CSS Flexbox vs Grid: Master Modern Layouts

The Layout Revolution

Before Flexbox and Grid, CSS layouts were painful hacks with floats and positioning. Today, we have two powerful systems that make complex layouts simple.

Flexbox: One-Dimensional Power

Flexbox arranges items along a single axis (row or column). Perfect for components.

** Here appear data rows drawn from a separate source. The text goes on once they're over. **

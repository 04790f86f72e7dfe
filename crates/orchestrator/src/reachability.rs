use std::time::Duration;

use galera_engine::ProcessController;
use tokio::time::Instant;
use tokio_util::sync::CancellationToken;
use tracing::trace;

/// Default delay between reachability probes.
pub const DEFAULT_POLL_INTERVAL: Duration = Duration::from_secs(1);

/// Default time the engine has to become reachable after launch.
pub const DEFAULT_REACHABILITY_DEADLINE: Duration = Duration::from_secs(600);

/// How reachability is polled.
#[derive(Clone, Copy, Debug, Eq, PartialEq)]
pub struct ReachabilityOptions {
    /// Hard deadline, measured from the first probe.
    pub deadline: Duration,

    /// Delay between probes.
    pub poll_interval: Duration,
}

impl Default for ReachabilityOptions {
    fn default() -> Self {
        Self {
            deadline: DEFAULT_REACHABILITY_DEADLINE,
            poll_interval: DEFAULT_POLL_INTERVAL,
        }
    }
}

/// Outcome of waiting for the engine.
#[derive(Clone, Copy, Debug, Eq, PartialEq)]
pub enum Reachability {
    /// The engine answered.
    Reachable,

    /// Shutdown was requested first.
    Cancelled,

    /// The deadline passed first.
    TimedOut,
}

/// Polls `engine.is_reachable()` on a fixed interval until it succeeds, the
/// deadline passes or `cancel` fires. A probe still in flight at the deadline
/// is abandoned.
pub async fn wait_reachable<C>(
    engine: &C,
    options: &ReachabilityOptions,
    cancel: &CancellationToken,
) -> Reachability
where
    C: ProcessController,
{
    let deadline = Instant::now() + options.deadline;

    let poll = async {
        let mut attempts = 0u32;
        loop {
            attempts += 1;
            if engine.is_reachable().await {
                trace!("engine reachable after {attempts} probes");
                return;
            }
            tokio::time::sleep(options.poll_interval).await;
        }
    };

    tokio::select! {
        biased;
        () = cancel.cancelled() => Reachability::Cancelled,
        result = tokio::time::timeout_at(deadline, poll) => match result {
            Ok(()) => Reachability::Reachable,
            Err(_) => Reachability::TimedOut,
        },
    }
}
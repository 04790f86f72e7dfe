//! Contracts between the start orchestrator and the database engine.
//!
//! The orchestrator only ever talks to the engine through these traits, which
//! keeps it testable against fakes and keeps the child process exclusively
//! owned by the [`ProcessController`] implementation.
#![warn(missing_docs)]
#![warn(clippy::all)]
#![warn(clippy::pedantic)]
#![warn(clippy::nursery)]

use std::error::Error;
use std::fmt::{self, Debug, Display};

use async_trait::async_trait;
use serde::{Deserialize, Serialize};

/// How the engine is started.
#[derive(Clone, Copy, Debug, Deserialize, Eq, Hash, PartialEq, Serialize)]
#[serde(rename_all = "snake_case")]
pub enum StartMode {
    /// Seed a brand-new cluster, bypassing peer discovery.
    Bootstrap,

    /// Join an existing cluster through normal peer discovery.
    Join,

    /// Replication disabled, local maintenance access only.
    StandAlone,
}

impl Display for StartMode {
    fn fmt(&self, f: &mut fmt::Formatter<'_>) -> fmt::Result {
        f.write_str(match self {
            Self::Bootstrap => "bootstrap",
            Self::Join => "join",
            Self::StandAlone => "stand-alone",
        })
    }
}

/// Identifies a running engine child process.
///
/// The handle carries no control over the process; stopping or waiting goes
/// through the [`ProcessController`] that returned it.
#[derive(Clone, Copy, Debug, Eq, PartialEq)]
pub struct EngineHandle {
    mode: StartMode,
    pid: u32,
}

impl EngineHandle {
    /// Creates a new handle.
    #[must_use]
    pub const fn new(mode: StartMode, pid: u32) -> Self {
        Self { mode, pid }
    }

    /// The mode the engine was started in.
    #[must_use]
    pub const fn mode(&self) -> StartMode {
        self.mode
    }

    /// The OS process id of the engine.
    #[must_use]
    pub const fn pid(&self) -> u32 {
        self.pid
    }
}

/// Starts, stops and probes the database engine.
///
/// At most one engine process exists at a time and start calls are never
/// issued concurrently.
#[async_trait]
pub trait ProcessController
where
    Self: Send + Sync + 'static,
{
    /// The error type for this controller.
    type Error: Debug + Error + Send + Sync + 'static;

    /// Starts the engine with replication disabled. Returns once the start
    /// command itself has completed (the engine daemonizes).
    async fn start_stand_alone(&self) -> Result<(), Self::Error>;

    /// Starts the engine configured to join an existing cluster. Does not
    /// wait for membership; that is a reachability concern.
    async fn start_join(&self) -> Result<EngineHandle, Self::Error>;

    /// Starts the engine as the seed of a new cluster. Must never be called
    /// while any peer may be running as a live cluster member.
    async fn start_bootstrap(&self) -> Result<EngineHandle, Self::Error>;

    /// Gracefully shuts the engine down and waits for it to exit. Failing to
    /// exit within the controller's deadline is an error; the engine is never
    /// force-killed.
    async fn stop(&self) -> Result<(), Self::Error>;

    /// Query-level probe: the engine accepts connections and, if replication
    /// is enabled, is synced with the cluster.
    async fn is_reachable(&self) -> bool;

    /// OS-level liveness only.
    async fn is_running(&self) -> bool;

    /// Resolves once the engine process has exited.
    async fn wait(&self);
}

/// Brings the engine's on-disk data up to the running engine's version.
#[async_trait]
pub trait Upgrader
where
    Self: Send + Sync + 'static,
{
    /// The error type for this upgrader.
    type Error: Debug + Error + Send + Sync + 'static;

    /// Compares the stored version marker with the engine's version.
    async fn needs_upgrade(&self) -> Result<bool, Self::Error>;

    /// Runs the upgrade and returns its output. The engine must be reachable
    /// locally without replication while this runs.
    async fn run_upgrade(&self) -> Result<String, Self::Error>;
}

/// Seeds preconfigured databases and users. Must be idempotent.
#[async_trait]
pub trait Seeder
where
    Self: Send + Sync + 'static,
{
    /// The error type for this seeder.
    type Error: Debug + Error + Send + Sync + 'static;

    /// Returns false when there is nothing to seed.
    async fn needs_seed(&self) -> bool;

    /// Creates or updates the configured databases, users and grants.
    async fn seed(&self) -> Result<(), Self::Error>;
}

/// Runs operator-provided SQL once the engine is reachable. Must be idempotent.
#[async_trait]
pub trait PostStartSql
where
    Self: Send + Sync + 'static,
{
    /// The error type for this collaborator.
    type Error: Debug + Error + Send + Sync + 'static;

    /// Executes the configured post-start statements.
    async fn run_post_start_sql(&self) -> Result<(), Self::Error>;
}
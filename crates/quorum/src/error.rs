use std::time::Duration;

use thiserror::Error;

/// Why a single peer probe did not report the peer as healthy.
#[derive(Debug, Error)]
pub enum Error {
    /// The probe task was cancelled before it could run.
    #[error("probe cancelled")]
    Cancelled,

    /// TCP connection to the peer failed.
    #[error("connect failed: {0}")]
    Connect(#[source] std::io::Error),

    /// The HTTP request to the peer failed.
    #[error("http request failed: {0}")]
    Http(#[from] reqwest::Error),

    /// The peer answered with a non-healthy status.
    #[error("unhealthy status: {0}")]
    Status(u16),

    /// The probe did not complete in time.
    #[error("timed out after {0:?}")]
    Timeout(Duration),
}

/* Centering anything - the classic problem solved */
.container {
    display: flex;
    justify-content: center;
    align-items: center;
    height: 100vh;
}

/* Navigation bar */
.navbar {
    display: flex;
    justify-content: space-between;
    align-items: center;
    padding: 1rem 2rem;
}

/* Card row with equal spacing */
.cards {
    display: flex;
    gap: 1.5rem;
    flex-wrap: wrap;
}
.card {
    flex: 1;
    min-width: 250px;
}

Grid: Two-Dimensional Control

Grid manages rows AND columns simultaneously. Perfect for page layouts.

/* Classic page layout */
.page {
    display: grid;
    grid-template-areas:
        "header header"
        "sidebar main"
        "footer footer";
    grid-template-columns: 250px 1fr;
    grid-template-rows: auto 1fr auto;
    min-height: 100vh;
}

.header { grid-area: header; }
.sidebar { grid-area: sidebar; }
.main { grid-area: main; }
.footer { grid-area: footer; }

/* Responsive image gallery */
.gallery {
    display: grid;
    grid-template-columns: repeat(auto-fill, minmax(200px, 1fr));
    gap: 1rem;
}

When to Use Each

Use Case Flexbox Grid
Navigation bar Yes No
Page layout No Yes
Card row Yes Both work
Image gallery No Yes
Centering Yes Both work

Combine Both

The real power comes from combining them: Grid for page structure, Flexbox for component internals. That’s how modern frameworks like Bootstrap and Tailwind CSS work under the hood.